[Task brief] Set down the data again in full, keeping every line exactly as it is.
--- Record extracts Enclosed Below ---
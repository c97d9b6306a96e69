//! Store error types.

use crate::domain::InvalidDate;

/// Errors that can occur when reading the climate dataset.
#[derive(Debug, thiserror::Error)]
pub enum StoreError {
    /// The database could not be opened or a query failed
    #[error("database error: {0}")]
    Database(#[from] sqlx::Error),

    /// The measurement table has no rows
    #[error("no measurements in dataset")]
    EmptyDataset,

    /// A date stored in the dataset is not in YYYY-MM-DD form
    #[error("stored date {value:?} is malformed: {source}")]
    InvalidDate {
        value: String,
        #[source]
        source: InvalidDate,
    },
}
//! Per-request queries against the dataset.

use sqlx::Sqlite;
use sqlx::pool::PoolConnection;
use tracing::debug;

use super::error::StoreError;
use super::records::{DatasetSummary, PrecipitationRecord, TemperatureRecord, TemperatureSummary};
use crate::domain::ObservationDate;

/// A pooled connection held for the lifetime of one request.
///
/// Dropping the session returns the connection to the pool, whether the
/// request succeeded or not.
pub struct Session {
    conn: PoolConnection<Sqlite>,
}

impl Session {
    pub(super) fn new(conn: PoolConnection<Sqlite>) -> Self {
        Self { conn }
    }

    /// Every dated `(date, prcp)` pair, in storage order.
    ///
    /// Rows without a date have no key to report under and are skipped.
    pub async fn precipitation(&mut self) -> Result<Vec<PrecipitationRecord>, StoreError> {
        let records = sqlx::query_as::<_, PrecipitationRecord>(
            "SELECT date, CAST(prcp AS REAL) AS prcp FROM measurement \
             WHERE date IS NOT NULL",
        )
        .fetch_all(&mut *self.conn)
        .await?;

        debug!(rows = records.len(), "loaded precipitation");
        Ok(records)
    }

    /// Every station name, in storage order; `None` where the name is NULL.
    pub async fn station_names(&mut self) -> Result<Vec<Option<String>>, StoreError> {
        let names = sqlx::query_scalar::<_, Option<String>>("SELECT name FROM station")
            .fetch_all(&mut *self.conn)
            .await?;

        Ok(names)
    }

    /// The most recent measurement date.
    ///
    /// Returns [`StoreError::EmptyDataset`] if there are no measurements.
    pub async fn latest_date(&mut self) -> Result<ObservationDate, StoreError> {
        let latest: Option<String> = sqlx::query_scalar("SELECT MAX(date) FROM measurement")
            .fetch_one(&mut *self.conn)
            .await?;

        let value = latest.ok_or(StoreError::EmptyDataset)?;
        ObservationDate::parse(&value).map_err(|source| StoreError::InvalidDate { value, source })
    }

    /// Non-zero temperature observations on or after `since`.
    pub async fn temperatures_since(
        &mut self,
        since: ObservationDate,
    ) -> Result<Vec<TemperatureRecord>, StoreError> {
        let records = sqlx::query_as::<_, TemperatureRecord>(
            "SELECT date, CAST(tobs AS REAL) AS tobs FROM measurement \
             WHERE tobs != 0 AND date >= ?",
        )
        .bind(since.to_string())
        .fetch_all(&mut *self.conn)
        .await?;

        debug!(%since, rows = records.len(), "loaded temperature observations");
        Ok(records)
    }

    /// Observations from the year ending on the most recent measurement.
    ///
    /// Both queries run on this session.
    pub async fn recent_temperatures(&mut self) -> Result<Vec<TemperatureRecord>, StoreError> {
        let latest = self.latest_date().await?;
        self.temperatures_since(latest.year_before()).await
    }

    /// Min/avg/max temperature for dates `>= start`, and `<= end` if given.
    ///
    /// The bounds are compared as text and are not validated; anything that
    /// is not a stored date simply matches nothing, or everything.
    pub async fn temperature_summary(
        &mut self,
        start: &str,
        end: Option<&str>,
    ) -> Result<TemperatureSummary, StoreError> {
        const SELECT: &str = "SELECT CAST(MIN(tobs) AS REAL) AS min, \
                              CAST(AVG(tobs) AS REAL) AS avg, \
                              CAST(MAX(tobs) AS REAL) AS max \
                              FROM measurement WHERE date >= ?";

        let sql = match end {
            Some(_) => format!("{SELECT} AND date <= ?"),
            None => SELECT.to_string(),
        };

        let mut query = sqlx::query_as::<_, TemperatureSummary>(&sql).bind(start);
        if let Some(end) = end {
            query = query.bind(end);
        }

        let summary = query.fetch_one(&mut *self.conn).await?;

        Ok(summary)
    }

    /// Row counts for both tables.
    ///
    /// Fails if either table is missing, so it doubles as a schema check.
    pub async fn dataset_summary(&mut self) -> Result<DatasetSummary, StoreError> {
        let summary = sqlx::query_as::<_, DatasetSummary>(
            "SELECT (SELECT COUNT(*) FROM station) AS stations, \
                    (SELECT COUNT(*) FROM measurement) AS measurements",
        )
        .fetch_one(&mut *self.conn)
        .await?;

        Ok(summary)
    }

    #[cfg(test)]
    pub(crate) fn connection(&mut self) -> &mut sqlx::SqliteConnection {
        &mut *self.conn
    }
}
--- End of Enclosed Record extracts ---
[Exercise solution]
repository c97d9b6306a96e69
//! Store error types.

use crate::domain::InvalidDate;

/// Errors that can occur when reading the climate dataset.
#[derive(Debug, thiserror::Error)]
pub enum StoreError {
    /// The database could not be opened or a query failed
    #[error("database error: {0}")]
    Database(#[from] sqlx::Error),

    /// The measurement table has no rows
    #[error("no measurements in dataset")]
    EmptyDataset,

    /// A date stored in the dataset is not in YYYY-MM-DD form
    #[error("stored date {value:?} is malformed: {source}")]
    InvalidDate {
        value: String,
        #[source]
        source: InvalidDate,
    },
}
//! Per-request queries against the dataset.

use sqlx::Sqlite;
use sqlx::pool::PoolConnection;
use tracing::debug;

use super::error::StoreError;
use super::records::{DatasetSummary, PrecipitationRecord, TemperatureRecord, TemperatureSummary};
use crate::domain::ObservationDate;

/// A pooled connection held for the lifetime of one request.
///
/// Dropping the session returns the connection to the pool, whether the
/// request succeeded or not.
pub struct Session {
    conn: PoolConnection<Sqlite>,
}

impl Session {
    pub(super) fn new(conn: PoolConnection<Sqlite>) -> Self {
        Self { conn }
    }

    /// Every dated `(date, prcp)` pair, in storage order.
    ///
    /// Rows without a date have no key to report under and are skipped.
    pub async fn precipitation(&mut self) -> Result<Vec<PrecipitationRecord>, StoreError> {
        let records = sqlx::query_as::<_, PrecipitationRecord>(
            "SELECT date, CAST(prcp AS REAL) AS prcp FROM measurement \
             WHERE date IS NOT NULL",
        )
        .fetch_all(&mut *self.conn)
        .await?;

        debug!(rows = records.len(), "loaded precipitation");
        Ok(records)
    }

    /// Every station name, in storage order; `None` where the name is NULL.
    pub async fn station_names(&mut self) -> Result<Vec<Option<String>>, StoreError> {
        let names = sqlx::query_scalar::<_, Option<String>>("SELECT name FROM station")
            .fetch_all(&mut *self.conn)
            .await?;

        Ok(names)
    }

    /// The most recent measurement date.
    ///
    /// Returns [`StoreError::EmptyDataset`] if there are no measurements.
    pub async fn latest_date(&mut self) -> Result<ObservationDate, StoreError> {
        let latest: Option<String> = sqlx::query_scalar("SELECT MAX(date) FROM measurement")
            .fetch_one(&mut *self.conn)
            .await?;

        let value = latest.ok_or(StoreError::EmptyDataset)?;
        ObservationDate::parse(&value).map_err(|source| StoreError::InvalidDate { value, source })
    }

    /// Non-zero temperature observations on or after `since`.
    pub async fn temperatures_since(
        &mut self,
        since: ObservationDate,
    ) -> Result<Vec<TemperatureRecord>, StoreError> {
        let records = sqlx::query_as::<_, TemperatureRecord>(
            "SELECT date, CAST(tobs AS REAL) AS tobs FROM measurement \
             WHERE tobs != 0 AND date >= ?",
        )
        .bind(since.to_string())
        .fetch_all(&mut *self.conn)
        .await?;

        debug!(%since, rows = records.len(), "loaded temperature observations");
        Ok(records)
    }

    /// Observations from the year ending on the most recent measurement.
    ///
    /// Both queries run on this session.
    pub async fn recent_temperatures(&mut self) -> Result<Vec<TemperatureRecord>, StoreError> {
        let latest = self.latest_date().await?;
        self.temperatures_since(latest.year_before()).await
    }

    /// Min/avg/max temperature for dates `>= start`, and `<= end` if given.
    ///
    /// The bounds are compared as text and are not validated; anything that
    /// is not a stored date simply matches nothing, or everything.
    pub async fn temperature_summary(
        &mut self,
        start: &str,
        end: Option<&str>,
    ) -> Result<TemperatureSummary, StoreError> {
        const SELECT: &str = "SELECT CAST(MIN(tobs) AS REAL) AS min, \
                              CAST(AVG(tobs) AS REAL) AS avg, \
                              CAST(MAX(tobs) AS REAL) AS max \
                              FROM measurement WHERE date >= ?";

        let sql = match end {
            Some(_) => format!("{SELECT} AND date <= ?"),
            None => SELECT.to_string(),
        };

        let mut query = sqlx::query_as::<_, TemperatureSummary>(&sql).bind(start);
        if let Some(end) = end {
            query = query.bind(end);
        }

        let summary = query.fetch_one(&mut *self.conn).await?;

        Ok(summary)
    }

    /// Row counts for both tables.
    ///
    /// Fails if either table is missing, so it doubles as a schema check.
    pub async fn dataset_summary(&mut self) -> Result<DatasetSummary, StoreError> {
        let summary = sqlx::query_as::<_, DatasetSummary>(
            "SELECT (SELECT COUNT(*) FROM station) AS stations, \
                    (SELECT COUNT(*) FROM measurement) AS measurements",
        )
        .fetch_one(&mut *self.conn)
        .await?;

        Ok(summary)
    }

    #[cfg(test)]
    pub(crate) fn connection(&mut self) -> &mut sqlx::SqliteConnection {
        &mut *self.conn
    }
}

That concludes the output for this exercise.